The New York Times's recent project “Snow Fall” points the way towards a satisfying user experience and a new type of reading—incorporating text, video, photographs, and interactive elements into a singular article. The team that created it worked hard to integrate different types of media into a seamless, simple reading experience, and the project has been heralded as a great leap forward in interactive storytelling.

An audience member asked about the editorial process. “How do you decide what to do?” he said. Is multimedia journalism systematic? Do reporters or filmmakers have a “beat,” or do they vary their topics?

JSK: Op-Docs borrows its editorial process from the print op-ed page. We take open submissions, and solicit work from filmmakers. Sometimes, we ask people to make short versions of feature films they might be working on. There’s no beat, per say, but there is a deep knowledge within the paper of many subject areas, and documentarians working on a particular subject for years bring a lot of insight to their particular topic.

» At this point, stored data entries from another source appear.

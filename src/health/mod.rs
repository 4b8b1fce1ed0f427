//! Contains the contract the tracker uses to talk to a health-data service.
//! [HealthProvider] is the main artifact of this module, [file::FileHealthProvider] is the
//! implementation shipped with the application.

pub mod file;

use std::fmt::Display;

use anyhow::Result;
use async_trait::async_trait;
use chrono::{DateTime, Utc};

/// Kind of data requested from a provider.
#[derive(Debug, Clone, Copy, PartialEq, Eq, Hash)]
pub enum HealthMetric {
    StepCount,
}

impl Display for HealthMetric {
    fn fmt(&self, f: &mut std::fmt::Formatter<'_>) -> std::fmt::Result {
        match self {
            HealthMetric::StepCount => write!(f, "step count"),
        }
    }
}

/// Intended to serve as a contract every health-data source must implement.
#[cfg_attr(test, mockall::automock)]
#[async_trait]
pub trait HealthProvider: Send + Sync {
    /// Whether this device or platform has a health-data service at all.
    fn is_data_source_available(&self) -> bool;

    /// Asks for read access to `metric`. `Ok(true)` means access was granted.
    async fn authorize_read(&self, metric: HealthMetric) -> Result<bool>;

    /// Sum of `metric` for samples starting inside `[start, end)`. `None` when nothing was
    /// recorded in the range.
    async fn query_cumulative_sum(
        &self,
        metric: HealthMetric,
        start: DateTime<Utc>,
        end: DateTime<Utc>,
    ) -> Result<Option<f64>>;
}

We don't often do series—we did a four-parter during the elections titled “Electoral Dysfunction,” and there is interest in doing more series, but we're still experimenting.

“Do you think online video creates a fragmented viewing experience?” asked an audience member. Today, mobile applications like Vine are encouraging people to create shorter and shorter videos—some capped at 6 seconds. Is there a need to go back to longer, more meaningful videos?

AG: I think it depends on the story. I'm struggling with the idea of whether a passive viewing experience where you're led along a particular story line, or an active one is more successful, and I think it depends on the project. I get lost in some interactive projects, while I think others are fantastic. Regardless, we should experiment—new technologies present opportunities that we shouldn’t ignore.

Newspaper op-eds are usually written by content experts, said an audience member. But filmmakers are experts in the storytelling form, and might not know as much about particular issues. Do filmmakers’ different expertise change the genre of the opinion piece in a fundamental way?

JSK: Filmmakers are often content experts. They routinely work on projects for three to five years and have access to material that news crews who parachute in for a day or two can’t get. Filmmakers bring a richness and sophistication to particular topics that a typical TV news crew can't, for instance.

“What is the future of multimedia journalism?” asked an audience member. How do you plan to scale these interactive projects? What is the potential end game? Could video journalism move into the television realm?

JSK: Live-ness is essential to TV. Certain broadcast events, like sports games and awards shows, depend on everyone being able to watch them at the same time. The New York Times is now creating streaming video news reports, as is the Washington Post. So one thing newspapers are wrestling with is how much we should be investing in live online broadcast.

Alexandra Garcia (left) and Jason Spingarn-Koff

AG: In 2012, the Post had a live election-night show. We streamed the Presidential debates and various other content on the Post site. Recently, we had a video run for Valentine's Day about a couple and their love story, and NBC’s Today Show picked it up to rebroadcast. There’s certainly overlap between multimedia journalism and television, but there’s a question of volume. With limited staff and budgets, how much multimedia content can newspapers produce?